(Exercise aim):
Below are some records. Return exactly the lines from the one containing "filename, content_type, data" through the one containing "let mut from = 0;", both included, and only those.

Collected data
————

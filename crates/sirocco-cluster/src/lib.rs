//! Sirocco cluster mode: a primary process supervising N worker processes.
//!
//! Each worker runs an independent `sirocco-core` server; the primary never
//! proxies traffic. Workers bind with SO_REUSEPORT semantics (the engine's
//! default), so the kernel distributes accepts across processes.
//!
//! The worker protocol is line-oriented: a child announces readiness by
//! printing [`READY_LINE`] on stdout, and shuts down gracefully on SIGTERM.
//!
//! ```no_run
//! use std::time::Duration;
//! use sirocco_cluster::{ClusterConfig, Supervisor, is_worker_process, run_worker};
//! use sirocco_core::prelude::*;
//!
//! fn main() {
//!     init_logging();
//!     if is_worker_process() {
//!         let mut router = Router::new();
//!         router.get("/", |_ctx: RequestContext| async { Ok(Response::ok("hi")) });
//!         let handle = Server::bind("0.0.0.0:8080").start(router).unwrap();
//!         std::process::exit(run_worker(handle, Duration::from_secs(30)));
//!     }
//!     let supervisor = Supervisor::new(ClusterConfig::default());
//!     std::process::exit(supervisor.run());
//! }
//! ```

mod supervisor;

pub use supervisor::{ClusterConfig, Supervisor, SupervisorError};

use std::sync::Arc;
use std::sync::atomic::{AtomicBool, Ordering};
use std::time::Duration;

/// Line a worker prints on stdout once it is serving traffic.
pub const READY_LINE: &str = "sirocco-worker-ready";

/// Environment variable marking a process as a cluster worker; its value is
/// the worker slot id.
pub const WORKER_ENV: &str = "SIROCCO_WORKER";

/// True when this process was spawned as a cluster worker.
pub fn is_worker_process() -> bool {
    std::env::var_os(WORKER_ENV).is_some()
}

/// The worker slot id assigned by the supervisor.
pub fn worker_id() -> Option<usize> {
    std::env::var(WORKER_ENV).ok()?.parse().ok()
}

/// Announce readiness to the supervisor.
pub fn signal_ready() {
    use std::io::Write;
    let mut out = std::io::stdout();
    let _ = writeln!(out, "{READY_LINE}");
    let _ = out.flush();
}

/// Worker-side main loop: signal readiness, then serve until SIGTERM or
/// SIGINT triggers a graceful stop bounded by `shutdown_timeout`.
///
/// Returns the process exit code.
pub fn run_worker(handle: sirocco_core::ServerHandle, shutdown_timeout: Duration) -> i32 {
    signal_ready();

    let stop = Arc::new(AtomicBool::new(false));
    let stop_signal = stop.clone();
    if let Err(e) = ctrlc::set_handler(move || {
        stop_signal.store(true, Ordering::Release);
    }) {
        tracing::error!("failed to install signal handler: {e}");
        return 1;
    }

    while !stop.load(Ordering::Acquire) {
        std::thread::sleep(Duration::from_millis(100));
    }

    let drained = handle.stop_blocking(shutdown_timeout);
    if !drained {
        tracing::warn!("worker force-closed connections at the shutdown deadline");
    }
    handle.join();
    0
}
//! The primary process: spawn workers, restart crashed ones (rate-limited),
//! roll restarts, scale, and drive cluster-wide graceful shutdown.

use std::io::{BufRead, BufReader};
use std::process::{Child, Command, Stdio};
use std::sync::Arc;
use std::sync::atomic::{AtomicBool, Ordering};
use std::time::{Duration, Instant};

use thiserror::Error;

use crate::{READY_LINE, WORKER_ENV};

#[derive(Debug, Error)]
pub enum SupervisorError {
    #[error("failed to spawn worker {id}: {source}")]
    Spawn { id: usize, source: std::io::Error },

    #[error("worker {id} did not become ready within {timeout:?}")]
    ReadyTimeout { id: usize, timeout: Duration },
}

#[derive(Debug, Clone)]
pub struct ClusterConfig {
    /// Worker process count.
    pub workers: usize,
    /// Respawn workers that exit while the cluster is running.
    pub auto_restart: bool,
    /// Restart budget per worker slot per minute; exceeding it abandons the
    /// slot.
    pub max_restarts_per_minute: u32,
    /// How long a new worker may take to print its ready line.
    pub ready_timeout: Duration,
    /// Bound on cluster-wide graceful shutdown; survivors are killed.
    pub shutdown_timeout: Duration,
}

impl Default for ClusterConfig {
    fn default() -> Self {
        Self {
            workers: std::thread::available_parallelism().map(|n| n.get()).unwrap_or(1).min(8),
            auto_restart: true,
            max_restarts_per_minute: 5,
            ready_timeout: Duration::from_secs(30),
            shutdown_timeout: Duration::from_secs(30),
        }
    }
}

struct WorkerProc {
    id: usize,
    pid: u32,
    child: Child,
    ready: Arc<AtomicBool>,
}

impl WorkerProc {
    fn wait_ready(&self, timeout: Duration) -> bool {
        let deadline = Instant::now() + timeout;
        while Instant::now() < deadline {
            if self.ready.load(Ordering::Acquire) {
                return true;
            }
            std::thread::sleep(Duration::from_millis(20));
        }
        self.ready.load(Ordering::Acquire)
    }

    fn terminate(&self) {
        unsafe {
            libc::kill(self.pid as libc::pid_t, libc::SIGTERM);
        }
    }

    fn kill(&mut self) {
        let _ = self.child.kill();
        let _ = self.child.wait();
    }

    /// Bounded wait for the child to exit; false when it is still running
    /// at the deadline.
    fn wait_exit(&mut self, timeout: Duration) -> bool {
        let deadline = Instant::now() + timeout;
        loop {
            match self.child.try_wait() {
                Ok(Some(_)) => return true,
                Ok(None) => {
                    if Instant::now() >= deadline {
                        return false;
                    }
                    std::thread::sleep(Duration::from_millis(20));
                }
                Err(_) => return true,
            }
        }
    }
}
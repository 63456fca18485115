//! Sirocco core: an HTTP(S) engine built around one pipeline — accept a
//! connection, parse the request, match a route, run the middleware chain,
//! emit the response — plus the protection middleware (rate limiting,
//! circuit breaking, bulkheads, sessions) and the streaming surfaces
//! (chunked bodies, Server-Sent Events, WebSocket) that production traffic
//! needs.
//!
//! ```no_run
//! use sirocco_core::prelude::*;
//!
//! fn main() -> sirocco_core::Result<()> {
//!     init_logging();
//!     let mut router = Router::new();
//!     router.get("/users/:id", |ctx: RequestContext| async move {
//!         let id = ctx.param("id").unwrap_or("?").to_string();
//!         Ok(Response::ok(format!("user {id}")))
//!     });
//!     Server::bind("0.0.0.0:8080").serve(router)
//! }
//! ```

pub mod breaker;
pub mod bulkhead;
#[cfg(feature = "compression")]
pub mod compress;
pub mod config;
pub(crate) mod conn;
pub mod cookie;
pub mod cors;
pub mod error;
pub mod extract;
#[cfg(feature = "http2")]
pub(crate) mod h2c;
pub mod http;
pub mod limit;
pub mod logging;
pub mod metrics;
pub mod multipart;
pub mod parser;
pub mod pipeline;
pub mod prelude;
pub mod query;
pub mod router;
pub mod security;
pub mod server;
pub mod session;
pub mod shutdown;
pub mod sse;
#[cfg(feature = "tls")]
pub mod tls;
pub mod trace;
pub(crate) mod worker;
pub mod ws;

// Re-exports for users
pub use config::ServerConfig;
pub use error::{Error, Result};
pub use http::{Method, RequestContext, Response};
pub use logging::init_logging;
pub use pipeline::{Handler, Middleware, Next, from_fn};
pub use router::Router;
pub use server::{Server, ServerHandle};

#[cfg(feature = "perf")]
#[global_allocator]
static GLOBAL: mimalloc::MiMalloc = mimalloc::MiMalloc;
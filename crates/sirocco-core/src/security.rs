//! Security response headers (HSTS, framing, referrer policy, sniffing).
//!
//! Application is idempotent: headers already declared by the response (or
//! by an earlier instance of this middleware) are left alone.

use std::sync::Arc;

use crate::config::SecurityConfig;
use crate::http::{RequestContext, Response};
use crate::pipeline::{ArcHandler, Middleware};

pub struct SecurityHeaders {
    config: Arc<SecurityConfig>,
}

impl SecurityHeaders {
    pub fn new(config: SecurityConfig) -> Self {
        Self { config: Arc::new(config) }
    }

    pub fn default_policy() -> Self {
        Self::new(SecurityConfig::default())
    }

    fn apply(config: &SecurityConfig, res: &mut Response) {
        if config.hsts {
            res.headers.set_if_absent(
                "strict-transport-security",
                format!("max-age={}; includeSubDomains", config.hsts_max_age_secs),
            );
        }
        if !config.frame_options.is_empty() {
            res.headers.set_if_absent("x-frame-options", config.frame_options.clone());
        }
        if !config.referrer_policy.is_empty() {
            res.headers.set_if_absent("referrer-policy", config.referrer_policy.clone());
        }
        if config.content_type_nosniff {
            res.headers.set_if_absent("x-content-type-options", "nosniff");
        }
    }
}

impl Middleware for SecurityHeaders {
    fn wrap(&self, inner: ArcHandler) -> ArcHandler {
        let config = self.config.clone();
        Arc::new(move |ctx: RequestContext| {
            let config = config.clone();
            let inner = inner.clone();
            async move {
                let mut res = inner.call(ctx).await?;
                Self::apply(&config, &mut res);
                Ok(res)
            }
        })
    }
}

#[cfg(test)]
mod tests {
    use super::*;
    use crate::http::Method;
    use crate::pipeline::{Handler, compose};

    fn handler() -> ArcHandler {
        Arc::new(|_ctx: RequestContext| async { Ok(Response::ok("body")) })
    }

    #[tokio::test]
    async fn sets_default_headers() {
        let wrapped = SecurityHeaders::default_policy().wrap(handler());
        let res = wrapped.call(RequestContext::new(Method::Get, "/")).await.unwrap();
        assert!(res.headers.get("strict-transport-security").unwrap().starts_with("max-age="));
        assert_eq!(res.headers.get("x-frame-options"), Some("DENY"));
        assert_eq!(res.headers.get("referrer-policy"), Some("no-referrer"));
        assert_eq!(res.headers.get("x-content-type-options"), Some("nosniff"));
    }

    #[tokio::test]
    async fn applying_twice_equals_once() {
        let once = SecurityHeaders::default_policy().wrap(handler());
        let twice = compose(
            &[
                Arc::new(SecurityHeaders::default_policy()),
                Arc::new(SecurityHeaders::default_policy()),
            ],
            handler(),
        );

        let a = once.call(RequestContext::new(Method::Get, "/")).await.unwrap();
        let b = twice.call(RequestContext::new(Method::Get, "/")).await.unwrap();
        let collect = |res: &Response| {
            let mut headers: Vec<(String, String)> =
                res.headers.iter().map(|(k, v)| (k.to_string(), v.to_string())).collect();
            headers.sort();
            headers
        };
        assert_eq!(collect(&a), collect(&b));
    }

    #[tokio::test]
    async fn response_declared_headers_win() {
        let opinionated: ArcHandler = Arc::new(|_ctx: RequestContext| async {
            Ok(Response::ok("body").header("x-frame-options", "SAMEORIGIN"))
        });
        let wrapped = SecurityHeaders::default_policy().wrap(opinionated);
        let res = wrapped.call(RequestContext::new(Method::Get, "/")).await.unwrap();
        assert_eq!(res.headers.get("x-frame-options"), Some("SAMEORIGIN"));
    }
}
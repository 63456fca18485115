//! `multipart/form-data` body decoding.

use memchr::memmem;

/// One decoded part. `name` comes from `Content-Disposition`; parts without
/// a name are discarded by the iterator.
#[derive(Debug)]
pub struct Part<'a> {
    pub name: &'a str,
    pub filename: Option<&'a str>,
    pub content_type: Option<&'a str>,
    pub data: &'a [u8],
}

/// Extract the boundary token from a `multipart/form-data` content type.
pub fn boundary_of(content_type: &str) -> Option<&str> {
    let idx = content_type.find("boundary=")?;
    let raw = content_type[idx + "boundary=".len()..].trim();
    let raw = raw.split(';').next().unwrap_or("").trim();
    let raw = raw.strip_prefix('"').and_then(|r| r.strip_suffix('"')).unwrap_or(raw);
    if raw.is_empty() { None } else { Some(raw) }
}

/// Iterator over the parts of a multipart body.
pub struct Multipart<'a> {
    body: &'a [u8],
    marker: Vec<u8>,
}

impl<'a> Multipart<'a> {
    pub fn new(body: &'a [u8], boundary: &str) -> Self {
        let mut marker = Vec::with_capacity(boundary.len() + 2);
        marker.extend_from_slice(b"--");
        marker.extend_from_slice(boundary.as_bytes());
        Self { body, marker }
    }

    fn next_part(&mut self) -> Option<Part<'a>> {
        loop {
            if self.body.is_empty() {
                return None;
            }

            let mut start = memmem::find(self.body, &self.marker)?;
            start += self.marker.len();

            // `--` after the boundary marks the end of the stream.
            if self.body[start..].starts_with(b"--") {
                self.body = &[];
                return None;
            }
            if self.body[start..].starts_with(b"\r\n") {
                start += 2;
            }

            let header_end = memmem::find(&self.body[start..], b"\r\n\r\n")?;
            let header_slice = &self.body[start..start + header_end];
            let data_start = start + header_end + 4;

            let data_end = data_start + memmem::find(&self.body[data_start..], &self.marker)?;
            // The part data ends before the CRLF that precedes the boundary.
            let trimmed_end = if data_end >= data_start + 2
                && &self.body[data_end - 2..data_end] == b"\r\n"
            {
                data_end - 2
            } else {
                data_end
            };
            let data = &self.body[data_start..trimmed_end];
            self.body = &self.body[data_end..];

            let mut name = None;
            let mut filename = None;
            let mut content_type = None;
            if let Ok(headers) = std::str::from_utf8(header_slice) {
                for line in headers.split("\r\n") {
                    let lower = line.to_ascii_lowercase();
                    if lower.starts_with("content-disposition:") {
                        name = attr_value(line, "name");
                        filename = attr_value(line, "filename");
                    } else if lower.starts_with("content-type:") {
                        content_type = Some(line["content-type:".len()..].trim());
                    }
                }
            }

            // Unnamed parts are skipped rather than surfaced.
            match name {
                Some(name) => {
                    return Some(Part { name, filename, content_type, data });
                }
                None => continue,
            }
        }
    }
}

/// Pull `attr="value"` out of a Content-Disposition line.
fn attr_value<'a>(line: &'a str, attr: &str) -> Option<&'a str> {
    let needle = format!("{attr}=\"");
    let lower = line.to_ascii_lowercase();
    let mut from = 0;
    while let Some(rel) = lower[from..].find(&needle) {
        let at = from + rel;
        // Guard against `filename=` matching a `name=` probe.
        let boundary_ok = at == 0
            || matches!(lower.as_bytes()[at - 1], b' ' | b';' | b'\t');
        if boundary_ok {
            let val_start = at + needle.len();
            let rest = &line[val_start..];
            return rest.find('"').map(|end| &rest[..end]);
        }
        from = at + needle.len();
    }
    None
}

impl<'a> Iterator for Multipart<'a> {
    type Item = Part<'a>;

    fn next(&mut self) -> Option<Self::Item> {
        self.next_part()
    }
}
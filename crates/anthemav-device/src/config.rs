//! Device configuration.

use std::collections::BTreeSet;
use std::time::Duration;

use anthemav_protocol::{DEFAULT_PORT, MAX_ZONE};
use serde::{Deserialize, Serialize};

use crate::error::{DeviceError, DeviceResult};
use crate::reconnect::ReconnectConfig;

/// What happens to zone values when the connection drops.
#[derive(Debug, Clone, Copy, Default, PartialEq, Eq, Serialize, Deserialize)]
#[serde(rename_all = "snake_case")]
pub enum RetentionPolicy {
    /// Keep last-known values until fresh telemetry arrives.
    #[default]
    Retain,
    /// Reset every zone to defaults on disconnect.
    Reset,
}

/// One configured zone.
#[derive(Debug, Clone, PartialEq, Eq, Serialize, Deserialize)]
pub struct ZoneConfig {
    pub zone_number: u8,
    #[serde(default = "default_true")]
    pub enabled: bool,
    #[serde(default)]
    pub name: String,
}

fn default_true() -> bool {
    true
}

impl ZoneConfig {
    /// Enabled zone with the default `Zone <n>` name.
    pub fn new(zone_number: u8) -> Self {
        Self {
            zone_number,
            enabled: true,
            name: format!("Zone {zone_number}"),
        }
    }

    pub fn with_name(mut self, name: impl Into<String>) -> Self {
        self.name = name.into();
        self
    }

    pub fn with_enabled(mut self, enabled: bool) -> Self {
        self.enabled = enabled;
        self
    }

    /// Configured name, falling back to `Zone <n>`.
    pub fn display_name(&self) -> String {
        if self.name.trim().is_empty() {
            format!("Zone {}", self.zone_number)
        } else {
            self.name.clone()
        }
    }
}

/// Configuration of one receiver.
#[derive(Debug, Clone)]
pub struct DeviceConfig {
    /// Stable identifier used as entity prefix.
    pub identifier: String,
    /// Human-readable device name.
    pub name: String,
    pub host: String,
    pub port: u16,
    /// Model hint; replaced by the receiver's `IDM` answer once known.
    pub model: Option<String>,
    /// Bound on the TCP connect.
    pub timeout: Duration,
    /// Bound on a single command write.
    pub write_timeout: Duration,
    pub zones: Vec<ZoneConfig>,
    pub reconnect: ReconnectConfig,
    pub retention: RetentionPolicy,
}

impl DeviceConfig {
    /// Creates a configuration for `host` on the default port with zone 1.
    pub fn new(host: impl Into<String>) -> Self {
        let host = host.into();
        Self {
            identifier: Self::identifier_for(&host, DEFAULT_PORT),
            name: format!("Anthem ({host})"),
            host,
            port: DEFAULT_PORT,
            model: None,
            timeout: Duration::from_secs(10),
            write_timeout: Duration::from_secs(5),
            zones: vec![ZoneConfig::new(1)],
            reconnect: ReconnectConfig::default(),
            retention: RetentionPolicy::default(),
        }
    }

    /// Builds the default identifier: `anthem_<host with dots as _>_<port>`.
    pub fn identifier_for(host: &str, port: u16) -> String {
        format!("anthem_{}_{port}", host.replace('.', "_"))
    }

    /// Builder: set the port. Also refreshes a derived identifier.
    pub fn with_port(mut self, port: u16) -> Self {
        if self.identifier == Self::identifier_for(&self.host, self.port) {
            self.identifier = Self::identifier_for(&self.host, port);
        }
        self.port = port;
        self
    }

    pub fn with_identifier(mut self, identifier: impl Into<String>) -> Self {
        self.identifier = identifier.into();
        self
    }

    pub fn with_name(mut self, name: impl Into<String>) -> Self {
        self.name = name.into();
        self
    }

    pub fn with_model(mut self, model: impl Into<String>) -> Self {
        self.model = Some(model.into());
        self
    }

    /// Builder: set connect timeout.
    pub fn with_timeout(mut self, timeout: Duration) -> Self {
        self.timeout = timeout;
        self
    }

    /// Builder: set per-command write timeout.
    pub fn with_write_timeout(mut self, timeout: Duration) -> Self {
        self.write_timeout = timeout;
        self
    }

    pub fn with_zones(mut self, zones: Vec<ZoneConfig>) -> Self {
        self.zones = zones;
        self
    }

    pub fn with_reconnect(mut self, reconnect: ReconnectConfig) -> Self {
        self.reconnect = reconnect;
        self
    }

    pub fn with_retention(mut self, retention: RetentionPolicy) -> Self {
        self.retention = retention;
        self
    }

    /// Zone numbers that are configured and enabled, ascending.
    pub fn enabled_zones(&self) -> Vec<u8> {
        let zones: BTreeSet<u8> = self
            .zones
            .iter()
            .filter(|z| z.enabled)
            .map(|z| z.zone_number)
            .collect();
        zones.into_iter().collect()
    }

    /// Configured zone entry, if any.
    pub fn zone(&self, zone_number: u8) -> Option<&ZoneConfig> {
        self.zones.iter().find(|z| z.zone_number == zone_number)
    }

    /// Checks host, port, timeouts and zone numbering.
    pub fn validate(&self) -> DeviceResult<()> {
        if self.host.trim().is_empty() {
            return Err(DeviceError::config("host must not be empty"));
        }
        if self.port == 0 {
            return Err(DeviceError::config("port must not be 0"));
        }
        if self.identifier.trim().is_empty() {
            return Err(DeviceError::config("identifier must not be empty"));
        }
        if self.timeout.is_zero() || self.write_timeout.is_zero() {
            return Err(DeviceError::config("timeouts must be greater than zero"));
        }
        if self.zones.is_empty() {
            return Err(DeviceError::config("at least one zone must be configured"));
        }

        let mut seen = BTreeSet::new();
        for zone in &self.zones {
            if zone.zone_number == 0 || zone.zone_number > MAX_ZONE {
                return Err(DeviceError::config(format!(
                    "zone {} out of range (1..={MAX_ZONE})",
                    zone.zone_number
                )));
            }
            if !seen.insert(zone.zone_number) {
                return Err(DeviceError::config(format!(
                    "zone {} configured twice",
                    zone.zone_number
                )));
            }
        }

        self.reconnect.validate()
    }
}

————

(Reply to the task):
                    return Some(Part { name, filename, content_type, data });
                }
                None => continue,
            }
        }
    }
}

/// Pull `attr="value"` out of a Content-Disposition line.
fn attr_value<'a>(line: &'a str, attr: &str) -> Option<&'a str> {
    let needle = format!("{attr}=\"");
    let lower = line.to_ascii_lowercase();
    let mut from = 0;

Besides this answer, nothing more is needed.